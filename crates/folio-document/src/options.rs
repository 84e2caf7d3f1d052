//! Parse and serialize options, and the editor configuration that bundles them.
//!
//! Every field has a default, so an empty JSON object is a valid config.

use serde::{Deserialize, Serialize};
use strum_macros::{Display, EnumString};

use crate::error::ConfigError;

/// Default recursion limit for the document walk.
pub const DEFAULT_MAX_DEPTH: usize = 256;

/// How the parser reads HTML.
#[derive(Debug, Clone, PartialEq, Eq, Serialize, Deserialize)]
#[serde(default, deny_unknown_fields)]
pub struct ParseOptions {
    /// Decode `**bold**`, `*italic*`, `` `code` `` and `[text](href)` typed
    /// into text nodes as formatting.
    pub recognize_markers: bool,
    /// Subtrees nested deeper than this are read as one paragraph of text.
    pub max_depth: usize,
}

impl Default for ParseOptions {
    fn default() -> Self {
        Self {
            recognize_markers: false,
            max_depth: DEFAULT_MAX_DEPTH,
        }
    }
}

/// How headings are written back.
#[derive(Debug, Clone, Copy, Default, PartialEq, Eq, Serialize, Deserialize, Display, EnumString)]
#[serde(rename_all = "snake_case")]
#[strum(serialize_all = "snake_case")]
pub enum HeadingOutput {
    /// As `<p>`: one visual style for every heading.
    #[default]
    Collapse,
    /// As `<h1>`..`<h6>` with the parsed level.
    Preserve,
}

/// How inline formatting is written back.
#[derive(Debug, Clone, Copy, Default, PartialEq, Eq, Serialize, Deserialize, Display, EnumString)]
#[serde(rename_all = "snake_case")]
#[strum(serialize_all = "snake_case")]
pub enum InlineOutput {
    /// `<strong>`, `<em>`, `<code>` and `<a href>` elements.
    #[default]
    Html,
    /// Literal `**bold**`, `*italic*`, `` `code` `` and `[text](href)` text.
    Markers,
}

/// How lists, quotes and code are written back.
#[derive(Debug, Clone, Copy, Default, PartialEq, Eq, Serialize, Deserialize, Display, EnumString)]
#[serde(rename_all = "snake_case")]
#[strum(serialize_all = "snake_case")]
pub enum BlockOutput {
    /// Paragraph lines with typed markers: `• ` and `1. ` list items,
    /// `> ` quotes, backtick code.
    #[default]
    Textual,
    /// `<li>`, `<blockquote>` and `<pre><code>`.
    Semantic,
}

/// How the serializer writes HTML.
#[derive(Debug, Clone, Copy, Default, PartialEq, Eq, Serialize, Deserialize)]
#[serde(default, deny_unknown_fields)]
pub struct SerializeOptions {
    /// Heading output.
    pub headings: HeadingOutput,
    /// Inline formatting output.
    pub inline: InlineOutput,
    /// List, quote and code output.
    pub blocks: BlockOutput,
}

impl SerializeOptions {
    /// Output that reproduces every distinction the model makes.
    #[must_use]
    pub const fn semantic() -> Self {
        Self {
            headings: HeadingOutput::Preserve,
            inline: InlineOutput::Html,
            blocks: BlockOutput::Semantic,
        }
    }
}

/// Everything a host can configure for an editing session.
#[derive(Debug, Clone, Default, PartialEq, Eq, Serialize, Deserialize)]
#[serde(default, deny_unknown_fields)]
pub struct EditorConfig {
    /// Parser options.
    pub parse: ParseOptions,
    /// Serializer options.
    pub serialize: SerializeOptions,
}

impl EditorConfig {
    /// Load a configuration from JSON. Missing fields take their defaults.
    ///
    /// # Errors
    ///
    /// Returns [`ConfigError::Json`] for malformed JSON, unknown fields or
    /// unknown enum values, and [`ConfigError::InvalidMaxDepth`] when
    /// `parse.max_depth` is zero.
    ///
    /// # Example
    /// ```
    /// use folio_document::{EditorConfig, HeadingOutput};
    ///
    /// let config = EditorConfig::from_json(r#"{"serialize": {"headings": "preserve"}}"#).unwrap();
    /// assert_eq!(config.serialize.headings, HeadingOutput::Preserve);
    /// assert_eq!(config.parse.max_depth, 256);
    /// ```
    pub fn from_json(json: &str) -> Result<Self, ConfigError> {
        let config: Self = serde_json::from_str(json)?;
        if config.parse.max_depth == 0 {
            return Err(ConfigError::InvalidMaxDepth(config.parse.max_depth));
        }
        Ok(config)
    }
}
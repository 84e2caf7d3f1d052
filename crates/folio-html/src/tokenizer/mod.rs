//! HTML tokenizer module.
//!
//! Implements the parts of [§ 13.2.5 Tokenization](https://html.spec.whatwg.org/multipage/parsing.html#tokenization)
//! that content fragments exercise.

/// Character reference states per § 13.2.5.72-80.
pub mod character_reference;
/// HTML tokenizer state machine implementation.
pub mod core;
/// Helper methods for tokenizer state transitions.
pub mod helpers;
/// Named character reference lookup table per § 13.5.
pub mod named_character_references;
/// Token types produced by the tokenizer.
pub mod token;

pub use core::{HtmlTokenizer, TokenizerState};
pub use token::{Attribute, Token};
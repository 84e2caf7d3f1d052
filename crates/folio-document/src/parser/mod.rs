//! HTML to document tree.
//!
//! The HTML is first built into a [`DomTree`] by `folio-html`, then walked
//! from the root. Each element kind has one rule; the rules, with the
//! normalizations they carry, are:
//!
//! | source                         | blocks                                                       |
//! |--------------------------------|--------------------------------------------------------------|
//! | text with visible characters   | `Paragraph`                                                  |
//! | `<p>`, stray `<li>`            | `Paragraph`, or `Empty` if nothing visible                   |
//! | `<h1>`..`<h6>`                 | `Heading` with its level, or `Empty`                         |
//! | `<ul>`, `<ol>`                 | `List`, or `Empty` if no item has text                        |
//! | `<blockquote>`                 | `Quote`, or `Empty`                                          |
//! | `<pre>`, `<code>`              | `CodeSpan`, or `Empty`                                       |
//! | `<img src>`                    | `Image`                                                      |
//! | `<a href>`                     | linked `Image` per image inside, `Link` for its text         |
//! | `<strong>`, `<b>`, `<em>`, `<i>` | `Paragraph` whose text carries the mark                   |
//! | `<br>`, `<hr>`                 | `Empty`                                                      |
//! | `<div>` and other containers   | children one by one if any is a block, else see below          |
//! | `<script>`, `<style>`, `<head>`, ... | nothing                                                |
//! | anything else                  | its children                                                 |
//!
//! A container with no block inside it becomes one `Paragraph` from its
//! direct text, then a block for each child element in turn; an empty one
//! becomes `Empty`.
//!
//! Images inside text are hoisted out as `Image` blocks and split the text
//! around them into blocks of the same kind.
//!
//! If the walk produces no block at all, the visible text becomes one
//! paragraph; if there is none but the markup was broken, the raw input
//! does. Content is never silently dropped.
//!
//! Every degradation is reported once per parse into the [`Warnings`] that
//! [`parse_into`] returns.

mod inline;
mod list;

use folio_common::text::{collapse_whitespace, is_blank, normalize_lines};
use std::cell::RefCell;

use folio_common::warning::Warnings;
use folio_dom::{DomTree, ElementData, NodeId, NodeType};
use folio_html::ParsedFragment;

use crate::block::Block;
use crate::document::BlockSink;
use crate::element::ElementKind;
use crate::inline::{InlineRun, Marks};
use crate::options::ParseOptions;

use inline::{InlineCollector, Segment, image_block};

/// Log target for parser degradations.
pub const LOG_TARGET: &str = "folio::document";

/// Parse `html` and push the resulting blocks into `sink`, in order.
///
/// Total: any input produces blocks or nothing, never a panic. Returns the
/// degradations met on the way, for this parse only.
pub fn parse_into(html: &str, options: &ParseOptions, sink: &mut dyn BlockSink) -> Warnings {
    let fragment = folio_html::parse_fragment(html);
    let mut warnings = Warnings::new();
    fragment.report(&mut warnings);
    let warnings = RefCell::new(warnings);
    let walker = Walker {
        tree: &fragment.dom,
        options,
        warnings: &warnings,
    };
    let mut out = Emitter { sink, emitted: 0 };
    walker.children(NodeId::ROOT, 0, &mut out);
    if out.emitted == 0 {
        fallback(html, &fragment, &mut out);
    }
    log::debug!(target: LOG_TARGET, "parsed {} bytes into {} blocks", html.len(), out.emitted);
    warnings.into_inner()
}

/// Last resort when the walk found nothing to keep.
fn fallback(html: &str, fragment: &ParsedFragment, out: &mut Emitter<'_>) {
    let visible = collapse_whitespace(&fragment.dom.text_content(NodeId::ROOT));
    if !is_blank(&visible) {
        log::debug!(target: LOG_TARGET, "no blocks recognized, keeping visible text");
        out.push(Block::paragraph(&visible));
    } else if fragment.has_tokenizer_issues() && !is_blank(html) {
        log::debug!(target: LOG_TARGET, "no blocks recognized in malformed input, keeping raw text");
        out.push(Block::paragraph(html));
    }
}

/// A sink that counts what passes through it.
struct Emitter<'s> {
    sink: &'s mut dyn BlockSink,
    emitted: usize,
}

impl Emitter<'_> {
    fn push(&mut self, block: Block) {
        self.emitted += 1;
        self.sink.push_block(block);
    }
}

/// Read-only context for one parse.
struct Walker<'t> {
    tree: &'t DomTree,
    options: &'t ParseOptions,
    warnings: &'t RefCell<Warnings>,
}

impl<'t> Walker<'t> {
    fn children(&self, node: NodeId, depth: usize, out: &mut Emitter<'_>) {
        for &child in self.tree.children(node) {
            self.node(child, depth + 1, out);
        }
    }

    fn node(&self, node: NodeId, depth: usize, out: &mut Emitter<'_>) {
        match self.tree.get(node).map(|n| &n.node_type) {
            Some(NodeType::Text(_)) => {
                let mut collector = self.collector();
                collector.collect(node, &Marks::plain(), depth);
                let _ = emit_segments(collector.finish(), out, |inline| Block::Paragraph { inline });
            }
            Some(NodeType::Element(data)) => self.element(node, data, depth, out),
            Some(NodeType::Document | NodeType::Comment(_)) | None => {}
        }
    }

    fn element(&self, node: NodeId, data: &ElementData, depth: usize, out: &mut Emitter<'_>) {
        if depth > self.options.max_depth {
            self.too_deep(node, out);
            return;
        }
        let kind = ElementKind::from_tag(&data.tag_name);
        match kind {
            ElementKind::P | ElementKind::Li => {
                self.inline_block(node, depth, out, |inline| Block::Paragraph { inline });
            }
            ElementKind::H1
            | ElementKind::H2
            | ElementKind::H3
            | ElementKind::H4
            | ElementKind::H5
            | ElementKind::H6 => {
                if let Some(level) = kind.heading_level() {
                    self.inline_block(node, depth, out, |inline| Block::Heading { level, inline });
                }
            }
            ElementKind::Ul => list::walk_list(self, node, false, depth, out),
            ElementKind::Ol => list::walk_list(self, node, true, depth, out),
            ElementKind::Blockquote => {
                self.inline_block(node, depth, out, |inline| Block::Quote { inline });
            }
            ElementKind::Pre | ElementKind::Code => {
                let text = normalize_lines(&self.tree.text_content(node));
                if is_blank(&text) {
                    out.push(Block::Empty);
                } else {
                    out.push(Block::CodeSpan { text });
                }
            }
            ElementKind::Img => {
                if let Some(image) = image_block(data, None, self.warnings) {
                    out.push(Block::Image(image));
                }
            }
            ElementKind::A => self.anchor(node, data, depth, out),
            ElementKind::Strong | ElementKind::Em => {
                let mut collector = self.collector();
                collector.collect(node, &Marks::plain(), depth);
                let _ = emit_segments(collector.finish(), out, |inline| Block::Paragraph { inline });
            }
            ElementKind::Br | ElementKind::Hr => out.push(Block::Empty),
            ElementKind::Container => self.container(node, depth, out),
            ElementKind::Stripped => {}
            ElementKind::Other => self.children(node, depth, out),
        }
    }

    /// Read `node`'s content as one block of text, split around images.
    fn inline_block<F>(&self, node: NodeId, depth: usize, out: &mut Emitter<'_>, make: F)
    where
        F: Fn(InlineRun) -> Block,
    {
        let mut collector = self.collector();
        collector.collect_children(node, &Marks::plain(), depth);
        if !emit_segments(collector.finish(), out, make) {
            out.push(Block::Empty);
        }
    }

    fn container(&self, node: NodeId, depth: usize, out: &mut Emitter<'_>) {
        let tree = self.tree;
        if tree.children(node).is_empty() {
            out.push(Block::Empty);
            return;
        }
        let has_block =
            tree.has_descendant_element(node, |e| ElementKind::from_tag(&e.tag_name).is_block());
        if has_block {
            self.children(node, depth, out);
            return;
        }
        let before = out.emitted;
        let mut text = self.collector();
        for &child in tree.children(node) {
            if let Some(NodeType::Text(data)) = tree.get(child).map(|n| &n.node_type) {
                text.push_text(data, &Marks::plain());
            }
        }
        let _ = emit_segments(text.finish(), out, |inline| Block::Paragraph { inline });
        for &child in tree.children(node) {
            if tree.as_element(child).is_some() {
                self.node(child, depth + 1, out);
            }
        }
        if out.emitted == before {
            out.push(Block::Empty);
        }
    }

    /// `<a>` at block level: its images become linked image blocks and its
    /// text a link block. Without an `href` it is just a wrapper.
    fn anchor(&self, node: NodeId, data: &ElementData, depth: usize, out: &mut Emitter<'_>) {
        let Some(href) = data.attr("href") else {
            self.children(node, depth, out);
            return;
        };
        let mut images = 0;
        for descendant in self.tree.descendants(node) {
            let Some(img) = self
                .tree
                .as_element(descendant)
                .filter(|e| ElementKind::from_tag(&e.tag_name) == ElementKind::Img)
            else {
                continue;
            };
            if let Some(image) = image_block(img, Some(href), self.warnings) {
                out.push(Block::Image(image));
                images += 1;
            }
        }
        let text = collapse_whitespace(&self.tree.text_content(node));
        if !is_blank(&text) {
            out.push(Block::Link {
                href: href.to_string(),
                text,
            });
        } else if images == 0 {
            let shown = collapse_whitespace(href);
            if is_blank(&shown) {
                out.push(Block::Empty);
            } else {
                out.push(Block::Link {
                    href: href.to_string(),
                    text: shown,
                });
            }
        }
    }

    fn too_deep(&self, node: NodeId, out: &mut Emitter<'_>) {
        let _ = self
            .warnings
            .borrow_mut()
            .warn(LOG_TARGET, "nesting deeper than max_depth read as text");
        let text = collapse_whitespace(&self.tree.text_content(node));
        if !is_blank(&text) {
            out.push(Block::paragraph(&text));
        }
    }

    const fn collector(&self) -> InlineCollector<'t> {
        InlineCollector::new(self)
    }
}

/// Push text segments as blocks built by `make` and images as image blocks.
/// Returns false if there was nothing to push.
fn emit_segments<F>(segments: Vec<Segment>, out: &mut Emitter<'_>, make: F) -> bool
where
    F: Fn(InlineRun) -> Block,
{
    let any = !segments.is_empty();
    for segment in segments {
        match segment {
            Segment::Run(run) => out.push(make(run)),
            Segment::Image(image) => out.push(Block::Image(image)),
        }
    }
    any
}
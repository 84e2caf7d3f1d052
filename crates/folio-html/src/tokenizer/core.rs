use strum_macros::Display;

use super::token::Token;
use crate::issue::ParseIssue;

/// [§ 13.2.5 Tokenization](https://html.spec.whatwg.org/multipage/parsing.html#tokenization)
///
/// The tokenizer state machine, reduced to what an HTML fragment needs.
/// RCDATA and RAWTEXT share one set of states; whether character
/// references are decoded is tracked separately. Script data escapes,
/// CDATA sections, and the DOCTYPE identifier states are not modeled.
#[derive(Debug, Clone, Copy, PartialEq, Eq, Display)]
pub enum TokenizerState {
    /// [§ 13.2.5.1 Data state](https://html.spec.whatwg.org/multipage/parsing.html#data-state)
    Data,
    /// [§ 13.2.5.2 RCDATA state](https://html.spec.whatwg.org/multipage/parsing.html#rcdata-state)
    /// and [§ 13.2.5.3 RAWTEXT state](https://html.spec.whatwg.org/multipage/parsing.html#rawtext-state)
    RawText,
    /// [§ 13.2.5.12 RAWTEXT less-than sign state](https://html.spec.whatwg.org/multipage/parsing.html#rawtext-less-than-sign-state)
    RawTextLessThanSign,
    /// [§ 13.2.5.13 RAWTEXT end tag open state](https://html.spec.whatwg.org/multipage/parsing.html#rawtext-end-tag-open-state)
    RawTextEndTagOpen,
    /// [§ 13.2.5.14 RAWTEXT end tag name state](https://html.spec.whatwg.org/multipage/parsing.html#rawtext-end-tag-name-state)
    RawTextEndTagName,
    /// [§ 13.2.5.6 Tag open state](https://html.spec.whatwg.org/multipage/parsing.html#tag-open-state)
    TagOpen,
    /// [§ 13.2.5.7 End tag open state](https://html.spec.whatwg.org/multipage/parsing.html#end-tag-open-state)
    EndTagOpen,
    /// [§ 13.2.5.8 Tag name state](https://html.spec.whatwg.org/multipage/parsing.html#tag-name-state)
    TagName,
    /// [§ 13.2.5.32 Before attribute name state](https://html.spec.whatwg.org/multipage/parsing.html#before-attribute-name-state)
    BeforeAttributeName,
    /// [§ 13.2.5.33 Attribute name state](https://html.spec.whatwg.org/multipage/parsing.html#attribute-name-state)
    AttributeName,
    /// [§ 13.2.5.34 After attribute name state](https://html.spec.whatwg.org/multipage/parsing.html#after-attribute-name-state)
    AfterAttributeName,
    /// [§ 13.2.5.35 Before attribute value state](https://html.spec.whatwg.org/multipage/parsing.html#before-attribute-value-state)
    BeforeAttributeValue,
    /// [§ 13.2.5.36 Attribute value (double-quoted) state](https://html.spec.whatwg.org/multipage/parsing.html#attribute-value-(double-quoted)-state)
    AttributeValueDoubleQuoted,
    /// [§ 13.2.5.37 Attribute value (single-quoted) state](https://html.spec.whatwg.org/multipage/parsing.html#attribute-value-(single-quoted)-state)
    AttributeValueSingleQuoted,
    /// [§ 13.2.5.38 Attribute value (unquoted) state](https://html.spec.whatwg.org/multipage/parsing.html#attribute-value-(unquoted)-state)
    AttributeValueUnquoted,
    /// [§ 13.2.5.39 After attribute value (quoted) state](https://html.spec.whatwg.org/multipage/parsing.html#after-attribute-value-(quoted)-state)
    AfterAttributeValueQuoted,
    /// [§ 13.2.5.40 Self-closing start tag state](https://html.spec.whatwg.org/multipage/parsing.html#self-closing-start-tag-state)
    SelfClosingStartTag,
    /// [§ 13.2.5.41 Bogus comment state](https://html.spec.whatwg.org/multipage/parsing.html#bogus-comment-state)
    BogusComment,
    /// [§ 13.2.5.42 Markup declaration open state](https://html.spec.whatwg.org/multipage/parsing.html#markup-declaration-open-state)
    MarkupDeclarationOpen,
    /// [§ 13.2.5.43 Comment start state](https://html.spec.whatwg.org/multipage/parsing.html#comment-start-state)
    CommentStart,
    /// [§ 13.2.5.44 Comment start dash state](https://html.spec.whatwg.org/multipage/parsing.html#comment-start-dash-state)
    CommentStartDash,
    /// [§ 13.2.5.45 Comment state](https://html.spec.whatwg.org/multipage/parsing.html#comment-state)
    Comment,
    /// [§ 13.2.5.50 Comment end dash state](https://html.spec.whatwg.org/multipage/parsing.html#comment-end-dash-state)
    CommentEndDash,
    /// [§ 13.2.5.51 Comment end state](https://html.spec.whatwg.org/multipage/parsing.html#comment-end-state)
    CommentEnd,
    /// [§ 13.2.5.53 DOCTYPE state](https://html.spec.whatwg.org/multipage/parsing.html#doctype-state),
    /// collecting everything up to `>`.
    Doctype,
    /// [§ 13.2.5.72 Character reference state](https://html.spec.whatwg.org/multipage/parsing.html#character-reference-state)
    CharacterReference,
    /// [§ 13.2.5.73 Named character reference state](https://html.spec.whatwg.org/multipage/parsing.html#named-character-reference-state)
    NamedCharacterReference,
    /// [§ 13.2.5.74 Ambiguous ampersand state](https://html.spec.whatwg.org/multipage/parsing.html#ambiguous-ampersand-state)
    AmbiguousAmpersand,
    /// [§ 13.2.5.75 Numeric character reference state](https://html.spec.whatwg.org/multipage/parsing.html#numeric-character-reference-state)
    NumericCharacterReference,
    /// [§ 13.2.5.76 Hexadecimal character reference start state](https://html.spec.whatwg.org/multipage/parsing.html#hexadecimal-character-reference-start-state)
    HexadecimalCharacterReferenceStart,
    /// [§ 13.2.5.77 Decimal character reference start state](https://html.spec.whatwg.org/multipage/parsing.html#decimal-character-reference-start-state)
    DecimalCharacterReferenceStart,
    /// [§ 13.2.5.78 Hexadecimal character reference state](https://html.spec.whatwg.org/multipage/parsing.html#hexadecimal-character-reference-state)
    HexadecimalCharacterReference,
    /// [§ 13.2.5.79 Decimal character reference state](https://html.spec.whatwg.org/multipage/parsing.html#decimal-character-reference-state)
    DecimalCharacterReference,
}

= = = = =

**THE PROBLEM**
Show all lines from the records above where the word "Deserialize" occurs.

**WORKED SOLUTION**
use serde::{Deserialize, Serialize};
#[derive(Debug, Clone, PartialEq, Eq, Serialize, Deserialize)]
#[derive(Debug, Clone, Copy, Default, PartialEq, Eq, Serialize, Deserialize, Display, EnumString)]
#[derive(Debug, Clone, Copy, Default, PartialEq, Eq, Serialize, Deserialize, Display, EnumString)]
#[derive(Debug, Clone, Copy, Default, PartialEq, Eq, Serialize, Deserialize, Display, EnumString)]
#[derive(Debug, Clone, Copy, Default, PartialEq, Eq, Serialize, Deserialize)]
#[derive(Debug, Clone, Default, PartialEq, Eq, Serialize, Deserialize)]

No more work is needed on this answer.